The ideal designer, who manages to incorporate these values, starting from a resilient vision, becoming an individual who has the need to guarantee the quality of life, preserving its integrity and cycles; a new designer, resilient and symbiotic, who pursues the integral protection of ecosystems and their regeneration, social equity, community participation and the concern for generating welfare futures for all living beings and who also has a broad understanding of the planetary limits and natural adaptive cycles, as well as their practical application (Sanchez, 2013). 

These designers must be negotiators of value, facilitators of thoughts, visualizers of the intangible, navigators of complexity, mediators and coordinators of exploration; some of the tools they resort to are resilient thinking, biophilia, biomimetics, and a deep understanding of the concepts of symbiosis, which must be taught in their training, not only at university, but from the moment they enter a school for the first time.

In conclusion, the professional training of the designer should focus on achieving the planetary quality of life and assign due importance to subjects focused on the teaching of the critical environmental situation we live in and be able to address it from the tools of the discipline, redirecting the design towards a comprehensive, resilient vision that manages to balance ethical, economic, technological, and environmental issues. 
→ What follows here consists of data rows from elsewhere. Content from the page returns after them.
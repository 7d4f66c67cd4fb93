//! Unit tests for RuntimeError and ErrorKind

use core_types::{ErrorKind, RuntimeError, StackFrame, TaggedValue};

#[test]
fn test_error_carries_kind_and_trace() {
    let mut err = RuntimeError::new(ErrorKind::AttributeNotFound, "'P' object has no attribute 'z'");
    err.push_frame(StackFrame::new("method", 2));
    err.push_frame(StackFrame::new("main", 8));
    assert_eq!(err.kind, ErrorKind::AttributeNotFound);
    assert_eq!(err.trace[0].function_name, "method");
    assert_eq!(err.trace[1].pc, 8);
}

#[test]
fn test_error_with_exception_object() {
    let err = RuntimeError::new(ErrorKind::UncaughtException, "ValueError: bad")
        .with_exception(TaggedValue::Int(1));
    assert_eq!(err.exception, Some(TaggedValue::Int(1)));
    assert_eq!(err.to_string(), "UncaughtException: ValueError: bad");
}

#[test]
fn test_from_kind_has_message() {
    let err: RuntimeError = ErrorKind::DivisionByZero.into();
    assert_eq!(err.message, "division by zero");
    assert!(err.trace.is_empty());
}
Throughout this doctoral research project it was possible to demonstrate the problems that exist in Mexico at the time of implementing strategies that guide design companies to meet the objectives of sustainable development from the work of the industrial designer, one of the main reasons being an education whose focus is centered, on the one hand, on policies and solutions proposed by developed countries, where technological advances, culture, and size of their economies are advantageous compared to developing countries such as Mexico,  and on the other hand, on the generalized apathy that exists in the industry and its clients, to incorporate healthy alternatives in their products.
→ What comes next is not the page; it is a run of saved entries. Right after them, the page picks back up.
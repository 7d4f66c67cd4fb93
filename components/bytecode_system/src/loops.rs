//! Loop discovery
//!
//! A back-edge is any jump whose target is at or before its own address.
//! The target is the loop header; the loop range runs from the header to
//! the furthest back-edge that jumps to it.

use std::collections::BTreeMap;

use crate::chunk::BytecodeChunk;
use crate::opcode::RegisterId;

/// Instruction range `[header, back_edge]` of one loop
#[derive(Debug, Clone, Copy, PartialEq, Eq, Hash)]
pub struct LoopRange {
    /// Address of the loop header (target of the back-edge)
    pub header: usize,
    /// Address of the furthest back-edge jumping to `header`
    pub back_edge: usize,
}

impl LoopRange {
    /// Whether `pc` lies inside the loop
    #[inline]
    pub fn contains(&self, pc: usize) -> bool {
        self.header <= pc && pc <= self.back_edge
    }

    /// Number of instructions in the loop
    pub fn len(&self) -> usize {
        self.back_edge - self.header + 1
    }

    /// A loop always holds at least its back-edge
    pub fn is_empty(&self) -> bool {
        false
    }

    /// Registers referenced by any instruction in the loop, sorted
    pub fn registers(&self, chunk: &BytecodeChunk) -> Vec<RegisterId> {
        let mut regs = Vec::new();
        for inst in chunk
            .instructions
            .iter()
            .skip(self.header)
            .take(self.len())
        {
            inst.opcode.for_each_register(|r| regs.push(r));
        }
        regs.sort_unstable();
        regs.dedup();
        regs
    }
}

/// Find every loop in `chunk`, ordered by header address
///
/// # Examples
///
/// ```
/// use bytecode_system::{BytecodeChunk, Opcode, RegisterId};
///
/// let mut chunk = BytecodeChunk::new("countdown").with_registers(1, 0);
/// chunk.emit(Opcode::LoadInt { dst: RegisterId(0), value: 10 });
/// chunk.emit(Opcode::DecLocal { reg: RegisterId(0) });
/// chunk.emit(Opcode::JumpIfTrue { cond: RegisterId(0), target: 1 });
/// chunk.emit(Opcode::ReturnNone);
///
/// let loops = chunk.loops();
/// assert_eq!(loops.len(), 1);
/// assert_eq!((loops[0].header, loops[0].back_edge), (1, 2));
/// ```
pub fn find_loops(chunk: &BytecodeChunk) -> Vec<LoopRange> {
    let mut furthest: BTreeMap<usize, usize> = BTreeMap::new();
    for (pc, inst) in chunk.instructions.iter().enumerate() {
        if let Some(target) = inst.opcode.jump_target() {
            if target <= pc {
                let entry = furthest.entry(target).or_insert(pc);
                if pc > *entry {
                    *entry = pc;
                }
            }
        }
    }
    furthest
        .into_iter()
        .map(|(header, back_edge)| LoopRange { header, back_edge })
        .collect()
}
The ISO 14006 standard is very practical when it comes to identifying areas of opportunity and the steps to follow under the ecodesign recommendations, but it is difficult to adapt it to a Mexican environment, where the industry is not as evolved as that of the First World countries, where this standard was born. We must accept the reality in which Mexican companies live, where many of them work with reduced budgets in the race to be competitive by offering the cheapest price, at the expense of their own growth and development. This forces companies to look for another way to become responsible with the planet and the industrial designer, with proper training, can help to achieve an efficient change in the right direction through small corrective steps, starting with environmental awareness from the companies and their workers.